McDonald's (MCD -0.22%) stock, although it fell 0.6% today, wasn't a terrible performer relative to its peers, as 28 of 30 blue chips ended in the red Thursday. The year 2014 should, however, be an interesting one for the international fast-food giant, as a fiercely competitive industry forces McDonald's to rethink its offerings, pricing, and efficiency. The Wall Street Journal called out CEO Don Thompson as one of six head honchos with a lot on the line this year, as slowing sales and so-so new product launches caused the stock to vastly underperform the red-hot stock market. 

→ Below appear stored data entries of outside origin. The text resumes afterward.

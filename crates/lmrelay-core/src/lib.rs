//! Per-connection relay core: owns the upstream body, drives the frame
//! reader, accumulation context and rewrite handler, and writes encoded
//! events downstream.

pub mod relay;

pub use relay::{
    convert_nostream_body, relay_stream, RelayFailure, StreamOutcome, UpstreamBody,
    UpstreamResponse,
};
//! Wire types for the protocols the relay translates between, plus SSE
//! framing. This crate is pure data: no IO, no logging.

pub mod claude;
pub mod openai;
pub mod sse;
//! Protocol bridges: consume the post-extraction frame sequence plus the
//! finalized usage and emit wire events for one target protocol. One
//! bridge instance per connection.

pub mod messages;
pub mod responses;
//! Splits a reasoning preamble out of streamed text.
//!
//! Providers delimit the preamble with `<think>`/`</think>`, either
//! literal or with the angle brackets Unicode-escaped as emitted by JSON
//! encoders that escape `<`. Only the first block in a connection's
//! lifetime is treated as reasoning; later blocks, well-formed or not,
//! pass through as visible text.

const OPEN_TAG: &str = "<think>";
const CLOSE_TAG: &str = "</think>";
const OPEN_TAG_ESCAPED: &str = "\\u003cthink\\u003e";
const CLOSE_TAG_ESCAPED: &str = "\\u003c/think\\u003e";

/// Result of running one text fragment through the extractor. Returned
/// only when the fragment was actually rewritten.
#[derive(Debug, Clone, PartialEq, Eq)]
pub struct Extraction {
    pub visible: String,
    pub reasoning: Option<String>,
}

#[derive(Debug, Default)]
pub struct ThinkingState {
    in_block: bool,
    consumed: bool,
}

impl ThinkingState {
    pub fn new() -> Self {
        Self::default()
    }

    /// Process one fragment, which may arrive before, after, inside or
    /// straddling a tag boundary. `None` means the fragment passes
    /// through unmodified.
    pub fn extract(&mut self, text: &str) -> Option<Extraction> {
        if self.consumed {
            return None;
        }

        if self.in_block {
            return Some(match find_tag(text, CLOSE_TAG, CLOSE_TAG_ESCAPED) {
                Some((at, len)) => {
                    self.in_block = false;
                    self.consumed = true;
                    Extraction {
                        visible: text[at + len..].to_string(),
                        reasoning: Some(text[..at].to_string()),
                    }
                }
                None => Extraction {
                    visible: String::new(),
                    reasoning: Some(text.to_string()),
                },
            });
        }

        let (open_at, open_len) = find_tag(text, OPEN_TAG, OPEN_TAG_ESCAPED)?;
        let before = &text[..open_at];
        let rest = &text[open_at + open_len..];

        Some(match find_tag(rest, CLOSE_TAG, CLOSE_TAG_ESCAPED) {
            Some((close_at, close_len)) => {
                self.consumed = true;
                Extraction {
                    visible: format!("{}{}", before, &rest[close_at + close_len..]),
                    reasoning: Some(rest[..close_at].to_string()),
                }
            }
            None => {
                self.in_block = true;
                Extraction {
                    visible: before.to_string(),
                    reasoning: Some(rest.to_string()),
                }
            }
        })
    }
}

/// Earliest occurrence of either tag form wins; the byte length of the
/// matched form is what gets skipped when slicing.
fn find_tag(text: &str, literal: &str, escaped: &str) -> Option<(usize, usize)> {
    match (text.find(literal), text.find(escaped)) {
        (Some(a), Some(b)) if b < a => Some((b, escaped.len())),
        (Some(a), _) => Some((a, literal.len())),
        (None, Some(b)) => Some((b, escaped.len())),
        (None, None) => None,
    }
}

#[cfg(test)]
mod tests {
    use super::*;

    #[test]
    fn untagged_text_passes_through() {
        let mut state = ThinkingState::new();
        assert_eq!(state.extract("plain answer text"), None);
        assert_eq!(state.extract(""), None);
    }

    #[test]
    fn complete_block_in_one_fragment() {
        let mut state = ThinkingState::new();
        let out = state.extract("Hello <think>plan</think> world").unwrap();
        assert_eq!(out.visible, "Hello  world");
        assert_eq!(out.reasoning.as_deref(), Some("plan"));
    }

    #[test]
    fn only_first_block_is_honored() {
        let mut state = ThinkingState::new();
        let out = state
            .extract("Hello <think>first</think> mid <think>second</think> end")
            .unwrap();
        assert_eq!(out.reasoning.as_deref(), Some("first"));
        assert_eq!(out.visible, "Hello  mid <think>second</think> end");
        // Later fragments are never rewritten again.
        assert_eq!(state.extract("<think>third</think>"), None);
    }

    #[test]
    fn block_split_across_fragments() {
        let mut state = ThinkingState::new();
        let first = state.extract("Hello <think>partial").unwrap();
        assert_eq!(first.visible, "Hello ");
        assert_eq!(first.reasoning.as_deref(), Some("partial"));

        let second = state.extract(" more</think> tail").unwrap();
        assert_eq!(second.visible, " tail");
        assert_eq!(second.reasoning.as_deref(), Some(" more"));

        assert_eq!(state.extract("after"), None);
    }

    #[test]
    fn fragment_entirely_inside_block() {
        let mut state = ThinkingState::new();
        state.extract("<think>one").unwrap();
        let mid = state.extract("two").unwrap();
        assert_eq!(mid.visible, "");
        assert_eq!(mid.reasoning.as_deref(), Some("two"));
        let end = state.extract("three</think>done").unwrap();
        assert_eq!(end.visible, "done");
        assert_eq!(end.reasoning.as_deref(), Some("three"));
    }

    #[test]
    fn escaped_tags_are_recognized() {
        let mut state = ThinkingState::new();
        let out = state
            .extract("a\\u003cthink\\u003eplan\\u003c/think\\u003eb")
            .unwrap();
        assert_eq!(out.visible, "ab");
        assert_eq!(out.reasoning.as_deref(), Some("plan"));
    }

    #[test]
    fn earliest_tag_form_wins() {
        let mut state = ThinkingState::new();
        let out = state
            .extract("\\u003cthink\\u003eone<think>two</think>")
            .unwrap();
        // The escaped opening occurs first; the literal `<think>` after it
        // is just reasoning text, and the literal close ends the block.
        assert_eq!(out.reasoning.as_deref(), Some("one<think>two"));
        assert_eq!(out.visible, "");
    }

    #[test]
    fn second_open_tag_does_not_nest() {
        let mut state = ThinkingState::new();
        state.extract("<think>outer <think>inner").unwrap();
        let out = state.extract("</think> tail").unwrap();
        // The first close ends the block regardless of the inner open.
        assert_eq!(out.visible, " tail");
        assert_eq!(out.reasoning.as_deref(), Some(""));
    }
}
use crate::ast::{
    BinOp, DataType, Expr, ExprKind, Literal, Span, TypeKind, UnOp, VariableDecl,
};
use crate::stdlib::{self, Host};
use crate::typechecker::{ClassTy, FunctionSig, SymbolKind, TypeEnv};
use crate::{t_bool, t_error, t_float, t_int, t_nil, t_string};

use std::rc::Rc;

impl TypeEnv {
    /// Total over the node set: every node gets a type, `<error>` for nodes
    /// that failed their own check.
    pub fn check_expr(&mut self, expr: &Expr) -> DataType {
        let span = &expr.span;
        match &expr.kind {
            ExprKind::Literal(literal) => match literal {
                Literal::Bool(_) => t_bool!(),
                Literal::Int(_) => t_int!(),
                Literal::Float(_) => t_float!(),
                Literal::String(_) => t_string!(),
                Literal::Nil => t_nil!(),
            },
            ExprKind::Unary { op, operand } => {
                let ty = self.check_expr(operand);
                self.check_unary(*op, ty, span)
            }
            ExprKind::Binary { op, left, right } => {
                let left = self.check_expr(left);
                let right = self.check_expr(right);
                self.check_binary(*op, left, right, span)
            }
            ExprKind::Logical { op, left, right } => {
                let left = self.check_expr(left);
                let right = self.check_expr(right);
                if left.is_error() || right.is_error() {
                    return t_error!();
                }
                if left.kind != TypeKind::Bool || right.kind != TypeKind::Bool {
                    return self.error(
                        span,
                        format!(
                            "'{}' expects bool operands, found {} and {}",
                            op, left, right
                        ),
                    );
                }
                t_bool!()
            }

            ExprKind::VarDeclare(decl) => {
                self.check_var_declaration(decl, span);
                t_nil!()
            }
            ExprKind::VarGet(name) => {
                if !self.expect_kind(name, SymbolKind::Variable, span) {
                    return t_error!();
                }
                match self.get_var(name) {
                    Some(ty) => ty,
                    None => self.error(span, format!("undefined variable '{}'", name)),
                }
            }
            ExprKind::VarSet { name, value } => {
                let value_ty = self.check_expr(value);
                if !self.expect_kind(name, SymbolKind::Variable, span) {
                    return t_error!();
                }
                let Some(var_ty) = self.get_var(name) else {
                    return self.error(span, format!("undefined variable '{}'", name));
                };
                if !value_ty.is_error() && !var_ty.is_error() && value_ty != var_ty {
                    self.error(
                        span,
                        format!(
                            "cannot assign a value of type {} to '{}' of type {}",
                            value_ty, name, var_ty
                        ),
                    );
                }
                var_ty
            }

            ExprKind::FunctionDeclare(decl) => {
                self.check_function_declaration(decl);
                t_nil!()
            }
            ExprKind::Call { callee, args } => self.check_call(callee, args, span),
            ExprKind::Return(value) => {
                let value_ty = match value {
                    Some(value) => self.check_expr(value),
                    None => t_nil!(),
                };
                match self.return_types.last().cloned() {
                    None => {
                        self.error(span, "cannot return from top-level code");
                    }
                    Some(expected) => {
                        if !value_ty.is_error() && !expected.is_error() && value_ty != expected {
                            self.error(
                                span,
                                format!(
                                    "function must return a value of type {}, found {}",
                                    expected, value_ty
                                ),
                            );
                        }
                    }
                }
                t_nil!()
            }

            ExprKind::Block(exprs) => {
                self.push_scope();
                for expr in exprs {
                    self.check_expr(expr);
                }
                self.pop_scope();
                t_nil!()
            }
            ExprKind::If {
                condition,
                then_branch,
                else_branch,
            } => {
                self.check_condition(condition, "if");
                self.check_expr(then_branch);
                if let Some(else_branch) = else_branch {
                    self.check_expr(else_branch);
                }
                t_nil!()
            }
            ExprKind::While { condition, body } => {
                self.check_condition(condition, "while");
                self.check_expr(body);
                t_nil!()
            }
            ExprKind::For {
                initializer,
                condition,
                update,
                body,
            } => {
                self.push_scope();
                if let Some(initializer) = initializer {
                    self.check_expr(initializer);
                }
                if let Some(condition) = condition {
                    self.check_condition(condition, "for");
                }
                if let Some(update) = update {
                    self.check_expr(update);
                }
                self.check_expr(body);
                self.pop_scope();
                t_nil!()
            }

            ExprKind::ClassDeclare(decl) => {
                self.check_class_declaration(decl);
                t_nil!()
            }
            ExprKind::New(class) => {
                if !self.expect_kind(class, SymbolKind::Class, span) {
                    return t_error!();
                }
                match self.get_class(class) {
                    Some(_) => DataType::custom(class.clone()),
                    None => self.error(span, format!("undefined class '{}'", class)),
                }
            }
            ExprKind::FieldGet { object, field } => {
                let Some(class) = self.instance_class(object, span) else {
                    return t_error!();
                };
                match class.fields.get(field) {
                    Some(ty) => ty.clone(),
                    None => self.error(
                        span,
                        format!("class '{}' has no field '{}'", class.name, field),
                    ),
                }
            }
            ExprKind::FieldSet {
                object,
                field,
                value,
            } => {
                let value_ty = self.check_expr(value);
                let Some(class) = self.instance_class(object, span) else {
                    return t_error!();
                };
                let Some(field_ty) = class.fields.get(field).cloned() else {
                    return self.error(
                        span,
                        format!("class '{}' has no field '{}'", class.name, field),
                    );
                };
                if !value_ty.is_error() && !field_ty.is_error() && value_ty != field_ty {
                    self.error(
                        span,
                        format!(
                            "cannot assign a value of type {} to field '{}' of type {}",
                            value_ty, field, field_ty
                        ),
                    );
                }
                field_ty
            }
            ExprKind::MethodCall {
                object,
                method,
                args,
            } => {
                let arg_types: Vec<DataType> =
                    args.iter().map(|arg| self.check_expr(arg)).collect();
                let Some(class) = self.instance_class(object, span) else {
                    return t_error!();
                };
                let Some(sig) = class.methods.get(method).cloned() else {
                    return self.error(
                        span,
                        format!("class '{}' has no method '{}'", class.name, method),
                    );
                };
                let name = format!("{}.{}", object, method);
                self.check_arguments(&name, &sig, &arg_types, span)
            }

            ExprKind::Import(library) => {
                match stdlib::load(library, &Host::detached()) {
                    Some(natives) => {
                        for native in natives {
                            tracing::debug!(
                                library = %library,
                                name = native.name(),
                                "registering native signature"
                            );
                            self.check_redeclaration(native.name(), SymbolKind::Function, span);
                            self.insert_function(
                                native.name().to_string(),
                                FunctionSig {
                                    params: native.params(),
                                    return_type: native.return_type(),
                                },
                            );
                        }
                    }
                    None => {
                        self.error(span, format!("unknown library '{}'", library));
                    }
                }
                t_nil!()
            }
        }
    }

    /// A declaration must be initialized with a value of exactly the
    /// declared type. The name is bound even when the check fails.
    pub(crate) fn check_var_declaration(&mut self, decl: &VariableDecl, span: &Span) -> DataType {
        let declared = self.type_annot_to_type(&decl.annot, span);
        match &decl.initializer {
            None => {
                self.error(
                    span,
                    format!("variable '{}' must be initialized", decl.name),
                );
            }
            Some(initializer) => {
                let actual = self.check_expr(initializer);
                if !actual.is_error() && !declared.is_error() && actual != declared {
                    self.error(
                        span,
                        format!(
                            "cannot initialize '{}' of type {} with a value of type {}",
                            decl.name, declared, actual
                        ),
                    );
                }
            }
        }
        self.check_redeclaration(&decl.name, SymbolKind::Variable, span);
        self.insert_var(decl.name.clone(), declared.clone());
        declared
    }

    fn check_condition(&mut self, condition: &Expr, construct: &str) {
        let ty = self.check_expr(condition);
        if !ty.is_error() && ty.kind != TypeKind::Bool {
            self.error(
                &condition.span,
                format!("'{}' condition must be bool, found {}", construct, ty),
            );
        }
    }

    fn check_unary(&mut self, op: UnOp, ty: DataType, span: &Span) -> DataType {
        if ty.is_error() {
            return ty;
        }
        match op {
            UnOp::Minus if ty.is_numeric() => ty,
            UnOp::Minus => self.error(span, format!("unary '-' expects int or float, found {}", ty)),
            UnOp::Not if ty.kind == TypeKind::Bool => ty,
            UnOp::Not => self.error(span, format!("unary '!' expects bool, found {}", ty)),
        }
    }

    fn check_binary(&mut self, op: BinOp, left: DataType, right: DataType, span: &Span) -> DataType {
        if left.is_error() || right.is_error() {
            return t_error!();
        }
        if left != right {
            return self.error(
                span,
                format!(
                    "operands of '{}' must have the same type, found {} and {}",
                    op, left, right
                ),
            );
        }

        if op.is_equality() {
            return t_bool!();
        }

        if op.is_arithmetic() {
            return match left.kind {
                TypeKind::Int | TypeKind::Float => left,
                TypeKind::String if op == BinOp::Add => left,
                TypeKind::String => {
                    self.error(span, format!("strings only support '+', found '{}'", op))
                }
                _ => self.error(
                    span,
                    format!("operator '{}' cannot be applied to {}", op, left),
                ),
            };
        }

        // relational
        if left.is_numeric() {
            t_bool!()
        } else {
            self.error(
                span,
                format!("operator '{}' cannot be applied to {}", op, left),
            )
        }
    }

    /// Resolves the class of the instance held in variable `object`.
    fn instance_class(&mut self, object: &str, span: &Span) -> Option<Rc<ClassTy>> {
        if !self.expect_kind(object, SymbolKind::Variable, span) {
            return None;
        }
        let Some(ty) = self.get_var(object) else {
            self.error(span, format!("undefined variable '{}'", object));
            return None;
        };
        if ty.is_error() {
            return None;
        }
        match (&ty.kind, &ty.name) {
            (TypeKind::Custom, Some(name)) => match self.get_class(name) {
                Some(class) => Some(class),
                None => {
                    self.error(span, format!("undefined class '{}'", name));
                    None
                }
            },
            _ => {
                self.error(
                    span,
                    format!("'{}' is not a class instance, found {}", object, ty),
                );
                None
            }
        }
    }
}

Elsewhere in the broad-encompassing services sector, Myriad Genetics (MYGN 3.81%) stood out as one of the top gainers, adding 3.5%, and resolving to hopefully never repeat 2013's performance. The stock is more than 20% lower than it was just a year ago, although it's worth noting that Myriad Genetics is down more than 10% in the last five days of trading alone. That's because it looks like Medicare won't be willing to dole out what it used to for Myriad's services; the proposed new rate for its BRACAnalysis gene test was actually cut in half. As you might imagine, this didn't go over well with investors.

Another big mover on the day, DryShips (DRYS) stock, slumped 8.3% to begin 2014 on a very sour note. It was evident that the Greek shipper would get off to a poor start this year after the company announced -- after market close on the last day of the year -- that it would resume its $200 million equity offering. This is an odd turn of events, since just last month, DryShips mysteriously cancelled these same plans, only to reintroduce them weeks later, when the stock was trading at a much higher price.